В сериале «Би-би-си» по блестящему роману Джона Ле Карре об интригах времен холодной войны «Шпион, выйди вон», двойной агент произносит такие слова: «Я все еще верю, что секретные службы лучше всего отражают реальный характер нации». Датский хореограф Август Бурнонвиль то же самое говорил о балете: он называл его «важным фактором в духовном развитии нации». Перефразируя слова Ле Карре, можно сказать, что реальный характер нации лучше всего отражает балерина. (5)
Это не вызывало сомнений в веке XIX и на протяжении большей части двадцатого, когда балетная школа каждой страны представляла собой особый «монастырь со своим уставом», а национальный стиль угадывался безошибочно.
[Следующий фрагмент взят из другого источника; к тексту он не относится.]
//! Tenant Isolation Guard
//!
//! Entry point for every tenant-scoped operation. Each access attempt ends
//! in exactly one audit event:
//!
//! ```text
//! Requested ──► Denied                      (event: failed, permission code)
//!          └──► Granted ──► Succeeded       (event: success)
//!                       └─► Failed(reason)  (event: failed, error code)
//! ```

pub mod context;
pub mod query;
pub mod roles;

pub use context::{ClientInfo, TenantContext};
pub use query::{Filter, FilterOp, Join, QueryDescriptor};
pub use roles::{DataClassification, Permission, PermissionAction, ResourceType, Role};

use crate::audit::{
    ActionType, AuditEvent, AuditReport, AuditTrail, SecurityContext, SecurityThreat, Severity, ThreatStatus,
    ThreatType,
};
use crate::crypto::{EncryptedBlob, EncryptionEngine};
use chrono::{DateTime, Utc};
use lexguard_common::{ErrorCode, SecurityError, SecurityResult, TenantId};
use serde::{de::DeserializeOwned, Deserialize, Serialize};
use std::sync::Arc;
use std::time::Instant;

/// Result of a tenant integrity sweep
#[derive(Debug, Clone, PartialEq, Eq, Serialize, Deserialize)]
#[serde(rename_all = "camelCase")]
pub struct TenantIntegrityReport {
    pub tenant_id: TenantId,
    pub is_valid: bool,
    pub violations: Vec<String>,
    pub recommendations: Vec<String>,
    pub checked_at: DateTime<Utc>,
}

/// Tenant isolation guard
pub struct TenantIsolationGuard {
    engine: Arc<EncryptionEngine>,
    audit: Arc<AuditTrail>,
}

impl TenantIsolationGuard {
    pub fn new(engine: Arc<EncryptionEngine>, audit: Arc<AuditTrail>) -> Self {
        Self { engine, audit }
    }

    /// Build the context of `user_id` acting for `organization_id`.
    pub fn create_tenant_context(
        &self,
        user_id: &str,
        organization_id: &str,
        role: Role,
    ) -> SecurityResult<TenantContext> {
        let ctx = TenantContext::for_role(user_id, organization_id, role)?;
        tracing::debug!(
            tenant_id = %ctx.tenant_id(),
            user_id = ctx.user_id(),
            role = %role,
            "Created tenant context"
        );
        Ok(ctx)
    }

    /// Scope `query` to the context's tenant and organization.
    pub fn apply_tenant_isolation(
        &self,
        query: QueryDescriptor,
        ctx: &TenantContext,
    ) -> SecurityResult<QueryDescriptor> {
        ctx.validate()?;
        let table = query.table.clone();
        let (scoped, conflicts) = query.scoped_to(ctx.tenant_id(), ctx.organization_id());
        if conflicts > 0 {
            tracing::warn!(
                tenant_id = %ctx.tenant_id(),
                user_id = ctx.user_id(),
                table = %table,
                conflicts,
                "Stripped tenant predicates that disagreed with the caller context"
            );
        }
        Ok(scoped)
    }

    /// Check `permission` on a resource and audit the decision.
    ///
    /// Denial is `Ok(false)`; only a malformed context is an error.
    pub async fn validate_resource_access(
        &self,
        resource_type: &ResourceType,
        resource_id: &str,
        ctx: &TenantContext,
        permission: Permission,
    ) -> SecurityResult<bool> {
        ctx.validate()?;
        let started = Instant::now();
        let resource_type = &resource_type.canonical();

        let denial = if !ctx.has_permission(permission) {
            Some((ErrorCode::InsufficientPermissions, "permission not granted to role"))
        } else if permission.resource_type() != *resource_type {
            Some((ErrorCode::InsufficientPermissions, "permission does not cover resource type"))
        } else if ctx.user_role().is_barred_from(resource_type) {
            Some((ErrorCode::RoleResourceForbidden, "role is barred from resource type"))
        } else {
            None
        };

        let classification = resource_type.classification();
        let mut event = AuditEvent::new(ctx.tenant_id().clone(), action_for(permission))
            .user(ctx.user_id())
            .resource(resource_type.clone(), resource_id)
            .client(ctx.ip_address(), ctx.user_agent())
            .with_security_context(SecurityContext {
                user_role: ctx.user_role(),
                permissions: ctx.permissions().iter().copied().collect(),
                data_classification: classification,
                requires_encryption: classification.requires_encryption(),
            })
            .duration_ms(started.elapsed().as_millis() as u64);

        if let Some((code, message)) = denial {
            tracing::info!(
                tenant_id = %ctx.tenant_id(),
                user_id = ctx.user_id(),
                resource_type = %resource_type,
                code = %code,
                "Access denied"
            );
            event = event.failed(code, message);
        }
        self.audit.log_event(event).await;
        Ok(denial.is_none())
    }

    /// Serialize and encrypt `value` for the context's tenant.
    pub async fn encrypt_tenant_data<T: Serialize + ?Sized>(
        &self,
        value: &T,
        ctx: &TenantContext,
    ) -> SecurityResult<EncryptedBlob> {
        ctx.validate()?;
        let started = Instant::now();

        let result = match serde_json::to_vec(value) {
            Ok(plaintext) => self.engine.encrypt_data(&plaintext, ctx.tenant_id()).await,
            Err(e) => Err(SecurityError::InvalidInput(format!("unserializable value: {}", e))),
        };

        let key_id = result.as_ref().ok().map(|b| b.key_id().to_string());
        self.audit_crypto(ctx, ActionType::Encrypt, key_id, result.as_ref().err(), started)
            .await;
        result
    }

    /// Decrypt a blob for the context's tenant.
    ///
    /// A blob whose key belongs to another tenant is a
    /// `TenantIsolationViolation` and raises a critical threat.
    pub async fn decrypt_tenant_data<T: DeserializeOwned>(
        &self,
        blob: &EncryptedBlob,
        ctx: &TenantContext,
    ) -> SecurityResult<T> {
        ctx.validate()?;
        let started = Instant::now();

        let result = self.decrypt_checked(blob, ctx).await;
        let error = result.as_ref().err();
        self.audit_crypto(ctx, ActionType::Decrypt, Some(blob.key_id().to_string()), error, started)
            .await;

        match error {
            Some(SecurityError::TenantIsolationViolation { .. }) => {
                let threat = SecurityThreat::new(
                    ctx.tenant_id().clone(),
                    ThreatType::CrossTenantAccessAttempt,
                    Severity::Critical,
                    format!("user {} presented data encrypted for another tenant", ctx.user_id()),
                )
                .user(Some(ctx.user_id().to_string()))
                .ip(ctx.ip_address().map(str::to_string))
                .resources(vec![format!("key:{}", blob.key_id())]);
                self.audit.log_security_threat(threat).await;
            }
            Some(SecurityError::IntegrityViolation(reason)) => {
                let threat = SecurityThreat::new(
                    ctx.tenant_id().clone(),
                    ThreatType::IntegrityViolation,
                    Severity::High,
                    format!("ciphertext failed verification: {}", reason),
                )
                .user(Some(ctx.user_id().to_string()))
                .ip(ctx.ip_address().map(str::to_string))
                .resources(vec![format!("key:{}", blob.key_id())]);
                self.audit.log_security_threat(threat).await;
            }
            _ => {}
        }
        result
    }

    async fn decrypt_checked<T: DeserializeOwned>(
        &self,
        blob: &EncryptedBlob,
        ctx: &TenantContext,
    ) -> SecurityResult<T> {
        let owners = self.engine.vault().key_owners(blob.key_id()).await?;
        if owners.iter().any(|owner| owner != ctx.tenant_id()) {
            tracing::error!(
                tenant_id = %ctx.tenant_id(),
                user_id = ctx.user_id(),
                key_id = %blob.key_id(),
                "Cross-tenant decryption attempt"
            );
            return Err(SecurityError::TenantIsolationViolation {
                requested: ctx.tenant_id().to_string(),
            });
        }

        let plaintext = self.engine.decrypt_data(blob, ctx.tenant_id()).await?;
        serde_json::from_slice(&plaintext)
            .map_err(|e| SecurityError::InvalidInput(format!("decrypted payload: {}", e)))
    }

    async fn audit_crypto(
        &self,
        ctx: &TenantContext,
        action: ActionType,
        key_id: Option<String>,
        error: Option<&SecurityError>,
        started: Instant,
    ) {
        let mut event = AuditEvent::new(ctx.tenant_id().clone(), action)
            .user(ctx.user_id())
            .client(ctx.ip_address(), ctx.user_agent())
            .duration_ms(started.elapsed().as_millis() as u64);
        if let Some(key_id) = key_id {
            event = event.resource(ResourceType::EncryptionKey, key_id);
        }
        if let Some(error) = error {
            event = event.failed_with(error);
        }
        self.audit.log_event(event).await;
    }

    /// Sweep a tenant for isolation defects. Findings never error.
    pub async fn validate_tenant_integrity(&self, tenant_id: &TenantId) -> TenantIntegrityReport {
        let now = Utc::now();
        let mut violations = Vec::new();
        let mut recommendations = Vec::new();
        let vault = self.engine.vault();

        match vault.list_tenant_keys(tenant_id).await {
            Ok(keys) => {
                let active = keys.iter().filter(|k| k.is_active).count();
                if active > 1 {
                    violations.push(format!("{} active keys, expected at most one", active));
                }
                if active == 0 {
                    recommendations.push("Generate an encryption key for this tenant".to_string());
                }
                for key in &keys {
                    match vault.key_owners(&key.key_id).await {
                        Ok(owners) if owners.iter().any(|o| o != tenant_id) => {
                            violations.push(format!("key {} is shared with another tenant", key.key_id));
                        }
                        Ok(_) => {}
                        Err(e) => violations.push(format!("unable to verify owner of key {}: {}", key.key_id, e)),
                    }
                }
            }
            Err(e) => violations.push(format!("unable to list tenant keys: {}", e)),
        }

        if let Ok(true) = vault.is_key_rotation_needed_at(tenant_id, now).await {
            recommendations.push("Rotate the tenant encryption key".to_string());
        }

        for role in Role::ALL {
            for permission in role.orphaned_permissions() {
                violations.push(format!(
                    "role {} is granted {:?} on barred resource {}",
                    role,
                    permission,
                    permission.resource_type()
                ));
            }
        }

        match self.audit.list_threats(tenant_id, None).await {
            Ok(threats) => {
                let critical = threats
                    .iter()
                    .filter(|t| t.status != ThreatStatus::Resolved && t.severity == Severity::Critical)
                    .count();
                if critical > 0 {
                    recommendations.push(format!("Investigate {} open critical threats", critical));
                }
            }
            Err(e) => violations.push(format!("unable to list threats: {}", e)),
        }

        let is_valid = violations.is_empty();
        if !is_valid {
            tracing::warn!(tenant_id = %tenant_id, violations = violations.len(), "Tenant integrity check failed");
        }
        TenantIntegrityReport {
            tenant_id: tenant_id.clone(),
            is_valid,
            violations,
            recommendations,
            checked_at: now,
        }
    }

    /// Audit report with a key rotation reminder when one is due
    pub async fn generate_access_audit_report(
        &self,
        tenant_id: &TenantId,
        start: DateTime<Utc>,
        end: DateTime<Utc>,
    ) -> SecurityResult<AuditReport> {
        let mut report = self.audit.generate_audit_report(tenant_id, start, end).await?;
        if self.engine.vault().is_key_rotation_needed(tenant_id).await? {
            report
                .recommendations
                .push("Rotate the tenant encryption key: the active key exceeds the rotation interval".into());
        }
        Ok(report)
    }
}

fn action_for(permission: Permission) -> ActionType {
    match permission.action() {
        PermissionAction::Read => ActionType::Read,
        PermissionAction::Write => ActionType::Write,
        PermissionAction::Delete => ActionType::Delete,
        PermissionAction::Export => ActionType::Export,
    }
}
В наши дни границы стиля стали более зыбкими, гласность и глобализация сделали свое дело, но различия все еще ощущаются – в позах, в арабеске и его исходных позициях, в особенностях театральной постановки, в эпольмане (épaulement, положение корпуса, угол поворота плеча к зрительному залу, который влияет на окраску хореографической фразы). Эти различия начинаются с самых азов, с первой позиции, и бережно культивируются в рамках хореографической школы той или иной страны.